Hmmm, lets see. I remember child prostitution, paedophilia, lesbianism, homosexuality, cross dressing, and brother-sister incest. Also some Satanism, I think? Sorcery, certainly. And decapitation, and someone gets a hat pin through an eye. It's all very colorful.

33Cecrow
Editat: oct. 8, 2015, 1:30 pm

So Gary Jennings, basically, lol, with a sheen of literary intent.

34RickHarsch
oct. 8, 2015, 1:53 pm

>SBL, so I have a bad memory, well, I knew that, but...sounds like I should read it again!

35southernbooklady
Editat: oct. 8, 2015, 2:25 pm

I read the Quartet out of order. The books were on my parents' bookshelf, alphabetical by title, so I picked up Balthazar first. It was a lucky chance for me, because the format was so unexpected, I hadn't realized you could tell a story like that. In bits and pieces and asides and notes and comments. I learned my lesson and read Justine next, but I'll always be grateful I picked up Balthazar first, and it remains my favorite of the books.

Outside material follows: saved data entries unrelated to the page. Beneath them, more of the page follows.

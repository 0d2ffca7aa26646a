//! Feed fetching over embassy-net TCP.

use alloc::vec;
use alloc::vec::Vec;
use core::net::Ipv4Addr;

use embassy_net::dns::DnsQueryType;
use embassy_net::tcp::TcpSocket;
use embassy_net::{IpAddress, Stack};
use embassy_time::{Duration, WithTimeout};
use inkdash_core::cycle::FeedSource;
use inkdash_core::error::FetchError;
use inkdash_core::feeds::FeedKind;
use inkdash_core::http::{self, HttpUrl, MAX_FEED_BYTES, MAX_RESPONSE_BYTES};
use log::{debug, warn};

const SOCKET_RX_BYTES: usize = 4096;
const SOCKET_TX_BYTES: usize = 1024;
const READ_CHUNK_BYTES: usize = 512;

/// One request per feed, each on a fresh socket.
pub struct HttpFeedSource {
    stack: Stack<'static>,
    rx_buffer: Vec<u8>,
    tx_buffer: Vec<u8>,
}

impl HttpFeedSource {
    pub fn new(stack: Stack<'static>) -> Self {
        Self {
            stack,
            rx_buffer: vec![0; SOCKET_RX_BYTES],
            tx_buffer: vec![0; SOCKET_TX_BYTES],
        }
    }

    async fn resolve(&self, host: &str) -> Result<IpAddress, FetchError> {
        if let Ok(ip) = host.parse::<Ipv4Addr>() {
            return Ok(IpAddress::Ipv4(ip));
        }
        let addresses = self
            .stack
            .dns_query(host, DnsQueryType::A)
            .await
            .map_err(|_| FetchError::Dns)?;
        addresses.first().copied().ok_or(FetchError::Dns)
    }

    async fn exchange(&mut self, url: &HttpUrl<'_>) -> Result<Vec<u8>, FetchError> {
        let address = self.resolve(url.host).await?;

        let mut socket = TcpSocket::new(self.stack, &mut self.rx_buffer, &mut self.tx_buffer);
        socket
            .connect((address, url.port))
            .await
            .map_err(|_| FetchError::Connect)?;

        let request = http::get_request(url);
        let mut sent = 0;
        while sent < request.len() {
            sent += socket
                .write(&request.as_bytes()[sent..])
                .await
                .map_err(|_| FetchError::Connect)?;
        }

        let mut raw = Vec::with_capacity(2048);
        let mut chunk = [0u8; READ_CHUNK_BYTES];
        loop {
            let read = socket
                .read(&mut chunk)
                .await
                .map_err(|_| FetchError::MalformedResponse)?;
            if read == 0 {
                break;
            }
            if raw.len() + read > MAX_RESPONSE_BYTES {
                socket.abort();
                return Err(FetchError::BodyTooLarge {
                    limit: MAX_FEED_BYTES,
                });
            }
            raw.extend_from_slice(&chunk[..read]);
        }
        socket.close();
        debug!("{}:{} answered {} bytes", url.host, url.port, raw.len());

        Ok(http::parse_response(&raw)?.into_owned())
    }
}

impl FeedSource for HttpFeedSource {
    async fn fetch(
        &mut self,
        kind: FeedKind,
        url: &HttpUrl<'_>,
        timeout_secs: u32,
    ) -> Result<Vec<u8>, FetchError> {
        if !self.stack.is_config_up() {
            return Err(FetchError::NotConnected);
        }

        let result = match self
            .exchange(url)
            .with_timeout(Duration::from_secs(timeout_secs.into()))
            .await
        {
            Ok(result) => result,
            Err(_) => Err(FetchError::Timeout),
        };
        if let Err(err) = &result {
            warn!("{} feed failed: {}", kind.tag(), err);
        }
        result
    }
}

but basically, Justine is the story of a love affair between the narrator and the titular character. Balthazar is that same story, seen through the eyes of one of their friends. Mountolive is a third-person account of the same events, that suggests something else was really going on. And Clea is set after the events described in the first three books are over -- a hind sight view, if you will. But all of the books kind of weave in and out of each other. Braided storylines.

36BarbN
oct. 10, 2015, 7:27 pm

Favorite living authors: Diana Gabaldon, Guy Gavriel Kay, China Mieville, Louise Penny

Favorite deceased authors: Tolstoy, Dostoevsky, Dorothy Dunnett, JRR Tolkein, TH White, Homer, Shakespeare plus uncountable others

38RickHarsch
oct. 11, 2015, 8:13 pm

That will change once you read E. Vegas: bye bye Watkins.

39rocketjk
oct. 15, 2015, 4:17 pm

#19> I'm with you on Conrad. Read The Secret Agent. Read it today. Lord Jim is my favorite book. My wife has to wear earplugs to bed, not because I snore, but because I quote lines from Lord Jim aloud in my sleep. I'm kidding. I snore.

Sabbath's Theater and The Counterlife by Philip Roth are at the top of my list.

Short list of funniest books I've ever read: Catch 22, Don Quixote, Emma and Confederacy of Dunces.

Others off the top of my head and/or perusing posts above: Wise Blood, Crime and Punishment, The Executioner's Song (Mailer), Horton Hatches the Egg (I'm not even kidding).

The greatest war novel I've ever read (talking personal preference, of course, rather than absolutes) is a Vietnam War novel called The 13th Valley by John M. Del Vecchio.

40.Monkey.
oct. 16, 2015, 4:35 am

Alright, that's it, Don Quixote is going on my TBR Challenge list this year. It is time!

Also, yes thank you, Dr Seuss is definitely one of my top fav authors. Hilarity AND poignant messages, PLUS awesome illustrations. How much better can you get??

41Cecrow
oct. 16, 2015, 7:19 am

>39 rocketjk:, from the Seuss library I most prefer Fox in Socks myself. I can just about do it aloud without stuttering now (father of a horde speaking).